Yeah, you messed up. Big time. But that was then, and we are here now.
Sometimes it is hard to move forward when we find ourselves stuck in the past. Addicts are known to have more than their share of self-hatred and self-recrimination. They blame themselves for being addicted, for being in this place in time where so much has been lost. Being depressed about what they have done and being scared about what they will do are probably the two biggest fears and concerns I hear from my clients.
I tell you now: depression is almost always about the past, while being scared and anxious is most always about the future. What we need to do is to start to live in the here and now.
Here and now is all that matters. Yesterday cannot be brought back, and tomorrow is not promised to any of us.
One of the exercises I do as a recovery coach is to have my clients tell me the age they first started doing drugs or alcohol. I ask them to make me see them at that precise moment. I want to visualize them right down to what they were doing, who they were with, if they were indoors or outside, and if it was night or day.

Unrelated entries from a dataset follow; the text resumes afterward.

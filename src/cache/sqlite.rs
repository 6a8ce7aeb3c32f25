//! SQLite persistence backend.

use std::collections::BTreeMap;
use std::path::{Path, PathBuf};
use std::sync::{Mutex, MutexGuard, PoisonError};

use chrono::{DateTime, Utc};
use rusqlite::{params, Connection, OptionalExtension, Transaction};
use serde_json::Value;

use crate::error::PersistenceError;
use crate::observer::{ObserverRegistry, Subscription};

use super::scope::{select, Predicate, SortDescriptor};
use super::storage::{
  plan_batch, register_observer, ChangeCallback, ChangeSet, LocalPersistence, ObserveFilter, WriteBatch,
  WriteOutcome,
};
use super::traits::CacheStamp;

/// Schema for cache tables.
const CACHE_SCHEMA: &str = r#"
-- Generic entity cache (stores serialized JSON)
CREATE TABLE IF NOT EXISTS entity_cache (
    entity_type TEXT NOT NULL,
    entity_key TEXT NOT NULL,
    data BLOB NOT NULL,
    cached_at TEXT NOT NULL DEFAULT (datetime('now')),
    PRIMARY KEY (entity_type, entity_key)
);

-- Refresh bookkeeping per cache key
CREATE TABLE IF NOT EXISTS cache_stamps (
    cache_key TEXT PRIMARY KEY,
    refreshed_at TEXT NOT NULL
);
"#;

/// SQLite-based cache storage implementation.
pub struct SqliteStorage {
  conn: Mutex<Connection>,
  write_lane: Mutex<()>,
  observers: ObserverRegistry<ChangeSet>,
}

impl SqliteStorage {
  /// Open the cache at the default location.
  pub fn open_default() -> Result<Self, PersistenceError> {
    let path = Self::default_path()?;
    Self::open(&path)
  }

  /// Open or create the cache database at `path`.
  pub fn open(path: &Path) -> Result<Self, PersistenceError> {
    if let Some(parent) = path.parent() {
      std::fs::create_dir_all(parent).map_err(|e| PersistenceError::Open {
        path: parent.display().to_string(),
        reason: e.to_string(),
      })?;
    }

    let conn = Connection::open(path).map_err(|e| PersistenceError::Open {
      path: path.display().to_string(),
      reason: e.to_string(),
    })?;
    Self::with_connection(conn)
  }

  /// A private database that disappears with the value.
  pub fn in_memory() -> Result<Self, PersistenceError> {
    Self::with_connection(Connection::open_in_memory()?)
  }

  fn with_connection(conn: Connection) -> Result<Self, PersistenceError> {
    conn.execute_batch(CACHE_SCHEMA)?;
    Ok(Self {
      conn: Mutex::new(conn),
      write_lane: Mutex::new(()),
      observers: ObserverRegistry::new(),
    })
  }

  /// Get the default database path.
  pub fn default_path() -> Result<PathBuf, PersistenceError> {
    let data_dir = dirs::data_dir()
      .or_else(|| dirs::home_dir().map(|p| p.join(".local/share")))
      .ok_or_else(|| PersistenceError::Open {
        path: "<data dir>".to_string(),
        reason: "could not determine data directory".to_string(),
      })?;

    Ok(data_dir.join("syncstore").join("cache.db"))
  }

  fn conn(&self) -> MutexGuard<'_, Connection> {
    self.conn.lock().unwrap_or_else(PoisonError::into_inner)
  }
}

fn decode_rows(entity_type: &str, rows: Vec<Vec<u8>>) -> Vec<Value> {
  rows
    .into_iter()
    .filter_map(|data| match serde_json::from_slice(&data) {
      Ok(doc) => Some(doc),
      Err(e) => {
        tracing::warn!(entity_type, error = %e, "dropping undecodable cache row");
        None
      }
    })
    .collect()
}

fn load_all(conn: &Connection, entity_type: &str) -> Result<Vec<Value>, PersistenceError> {
  let mut stmt = conn.prepare("SELECT data FROM entity_cache WHERE entity_type = ?")?;
  let rows = stmt
    .query_map(params![entity_type], |row| row.get::<_, Vec<u8>>(0))?
    .collect::<Result<Vec<_>, _>>()?;
  Ok(decode_rows(entity_type, rows))
}

fn load_one(tx: &Transaction<'_>, entity_type: &str, id: &str) -> Result<Option<Value>, PersistenceError> {
  let data: Option<Vec<u8>> = tx
    .query_row(
      "SELECT data FROM entity_cache WHERE entity_type = ? AND entity_key = ?",
      params![entity_type, id],
      |row| row.get(0),
    )
    .optional()?;
  Ok(data.and_then(|d| decode_rows(entity_type, vec![d]).pop()))
}

impl LocalPersistence for SqliteStorage {
  fn query(
    &self,
    entity_type: &str,
    predicate: &Predicate,
    order: &[SortDescriptor],
  ) -> Result<Vec<Value>, PersistenceError> {
    let rows = load_all(&self.conn(), entity_type)?;
    Ok(select(rows, predicate, order))
  }

  fn write(&self, batch: WriteBatch) -> Result<WriteOutcome, PersistenceError> {
    let _lane = self.write_lane.lock().unwrap_or_else(PoisonError::into_inner);

    if let Some(precondition) = &batch.precondition {
      if !precondition() {
        return Ok(WriteOutcome::Rejected);
      }
    }

    let entity_type = batch.entity_type.as_str();
    let plan = {
      let mut conn = self.conn();
      let tx = conn.transaction()?;

      let plan = plan_batch(
        &batch,
        |id| load_one(&tx, entity_type, id),
        |predicate| {
          let rows = load_all(&tx, entity_type)?;
          Ok(rows.into_iter().filter(|d| predicate.matches(d)).collect())
        },
      )?;

      for (id, doc) in &plan.upserts {
        let data = serde_json::to_vec(doc).map_err(|e| PersistenceError::Encoding(e.to_string()))?;
        tx.execute(
          "INSERT INTO entity_cache (entity_type, entity_key, data, cached_at)
           VALUES (?, ?, ?, datetime('now'))
           ON CONFLICT (entity_type, entity_key)
           DO UPDATE SET data = excluded.data, cached_at = excluded.cached_at",
          params![entity_type, id, data],
        )?;
      }

      for id in &plan.deletes {
        tx.execute(
          "DELETE FROM entity_cache WHERE entity_type = ? AND entity_key = ?",
          params![entity_type, id],
        )?;
      }

      if let Some(stamp) = &batch.stamp {
        tx.execute(
          "INSERT OR REPLACE INTO cache_stamps (cache_key, refreshed_at) VALUES (?, ?)",
          params![stamp.cache_key, stamp.refreshed_at.to_rfc3339()],
        )?;
      }

      tx.commit()?;
      plan
    };

    let (change, summary) = plan.into_change(&batch);
    tracing::debug!(
      entity_type,
      written = summary.written,
      deleted = summary.deleted,
      "committed batch"
    );
    self.observers.notify(&change);
    Ok(WriteOutcome::Committed(summary))
  }

  fn observe(&self, filter: ObserveFilter, callback: ChangeCallback) -> Subscription {
    register_observer(&self.observers, filter, callback)
  }

  fn cache_stamp(&self, cache_key: &str) -> Result<Option<CacheStamp>, PersistenceError> {
    let conn = self.conn();
    let refreshed_at: Option<String> = conn
      .query_row(
        "SELECT refreshed_at FROM cache_stamps WHERE cache_key = ?",
        params![cache_key],
        |row| row.get(0),
      )
      .optional()?;

    match refreshed_at {
      Some(refreshed_at) => Ok(Some(CacheStamp {
        cache_key: cache_key.to_string(),
        refreshed_at: parse_datetime(&refreshed_at)?,
      })),
      None => Ok(None),
    }
  }

  fn clear(&self) -> Result<(), PersistenceError> {
    let _lane = self.write_lane.lock().unwrap_or_else(PoisonError::into_inner);
    let cleared = {
      let mut conn = self.conn();
      let tx = conn.transaction()?;
      let mut raw: BTreeMap<String, Vec<Vec<u8>>> = BTreeMap::new();
      {
        let mut stmt = tx.prepare("SELECT entity_type, data FROM entity_cache")?;
        let rows = stmt.query_map([], |row| Ok((row.get::<_, String>(0)?, row.get::<_, Vec<u8>>(1)?)))?;
        for row in rows {
          let (entity_type, data) = row?;
          raw.entry(entity_type).or_default().push(data);
        }
      }
      tx.execute_batch("DELETE FROM entity_cache; DELETE FROM cache_stamps;")?;
      tx.commit()?;
      raw
    };

    for (entity_type, rows) in cleared {
      let before = decode_rows(&entity_type, rows);
      tracing::debug!(entity_type = %entity_type, deleted = before.len(), "cleared rows");
      self.observers.notify(&ChangeSet {
        entity_type,
        before,
        after: Vec::new(),
        origin: None,
      });
    }
    Ok(())
  }
}

fn parse_datetime(s: &str) -> Result<DateTime<Utc>, PersistenceError> {
  DateTime::parse_from_rfc3339(s)
    .map(|dt| dt.with_timezone(&Utc))
    .map_err(|e| PersistenceError::Backend(format!("failed to parse datetime '{}': {}", s, e)))
}

#[cfg(test)]
mod tests {
  use super::*;
  use crate::cache::storage::Prune;
  use serde_json::json;

  #[test]
  fn test_rows_survive_reopen() {
    let dir = tempfile::tempdir().unwrap();
    let path = dir.path().join("nested").join("cache.db");

    {
      let storage = SqliteStorage::open(&path).unwrap();
      storage
        .write(
          WriteBatch::new("course", vec![json!({"id": "1", "name": "Bio"})])
            .with_stamp(CacheStamp::new("courses")),
        )
        .unwrap();
    }

    let storage = SqliteStorage::open(&path).unwrap();
    let rows = storage.query("course", &Predicate::All, &[]).unwrap();
    assert_eq!(rows, vec![json!({"id": "1", "name": "Bio"})]);

    let stamp = storage.cache_stamp("courses").unwrap().unwrap();
    assert!(!stamp.is_expired(std::time::Duration::from_secs(60)));
  }

  #[test]
  fn test_merge_and_prune_in_one_transaction() {
    let storage = SqliteStorage::in_memory().unwrap();
    storage
      .write(WriteBatch::new(
        "course",
        vec![
          json!({"id": "1", "name": "A", "term": "fall"}),
          json!({"id": "2", "name": "B"}),
        ],
      ))
      .unwrap();

    let outcome = storage
      .write(
        WriteBatch::new("course", vec![json!({"id": "1", "name": "A2"})]).with_prune(Prune {
          predicate: Predicate::All,
          keep: Default::default(),
        }),
      )
      .unwrap();

    match outcome {
      WriteOutcome::Committed(summary) => {
        assert_eq!(summary.written, 1);
        assert_eq!(summary.deleted, 1);
      }
      WriteOutcome::Rejected => panic!("unexpected rejection"),
    }
    let rows = storage.query("course", &Predicate::All, &[]).unwrap();
    assert_eq!(rows, vec![json!({"id": "1", "name": "A2", "term": "fall"})]);
  }

  #[test]
  fn test_clear_wipes_rows_and_stamps() {
    let storage = SqliteStorage::in_memory().unwrap();
    storage
      .write(WriteBatch::new("course", vec![json!({"id": "1"})]).with_stamp(CacheStamp::new("courses")))
      .unwrap();
    let notified = std::sync::Arc::new(Mutex::new(Vec::new()));
    let sink = std::sync::Arc::clone(&notified);
    let _sub = storage.observe(
      ObserveFilter {
        entity_type: "course".into(),
        predicate: Predicate::All,
        cache_key: None,
      },
      std::sync::Arc::new(move |change: &ChangeSet| sink.lock().unwrap().push(change.before.clone())),
    );
    storage.clear().unwrap();

    assert_eq!(*notified.lock().unwrap(), vec![vec![json!({"id": "1"})]]);
    assert!(storage.query("course", &Predicate::All, &[]).unwrap().is_empty());
    assert!(storage.cache_stamp("courses").unwrap().is_none());
  }
}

I ask them to be as descriptive as possible. I ask them to get me to see what they see. Then I ask for their age. Ninety-nine percent of them were very young teenagers. Thirteen seems to be the age of most. I ask them, as I ask you now, do you know any thirteen-year-old people now? Do you?
If you do, it is easy to see that this age is still a baby. For sure, this is not a person who is able to make a decision based on future consequences. I ask them, as I ask you now, how difficult is it to be forgiving of a bad decision made at that age? Not difficult at all.
That thirteen-year-old was you. Peer pressure, wanting to be cool, having fun, tasting the forbidden fruit, these are the things you were doing. Worrying about future consequences? That doesn’t happen at that age.
You were a child. It wasn’t your fault that you got hooked. It certainly wasn’t the plan. Even if you were older, be forgiving.
Does it matter if what is wrong is not your fault? It does matter. It really does. Once you start to look at the reality of where you were, who you were, you can see how forgivable the beginnings of addiction should be. Forgiveness, we are told, should be granted to others so as not to be burdened with feelings of hatred within ourselves. So believe in forgiveness, and forgive your young self. There was an invisible line that you crossed. That line took you from casual using to casualty using. If you knew the line was there, the line that would take you on the path to hell, you would not have crossed. You didn’t know.
Stop beating yourself up. Forgiving yourself matters, but that doesn’t absolve you of the responsibility for the consequences of crossing that line. You are responsible now for how you go forward. Do not go forward dragging the past with you. Do not go forward fearing the future. Go forward today in peace. With patience. With purpose. With hope. With forgiveness. With help.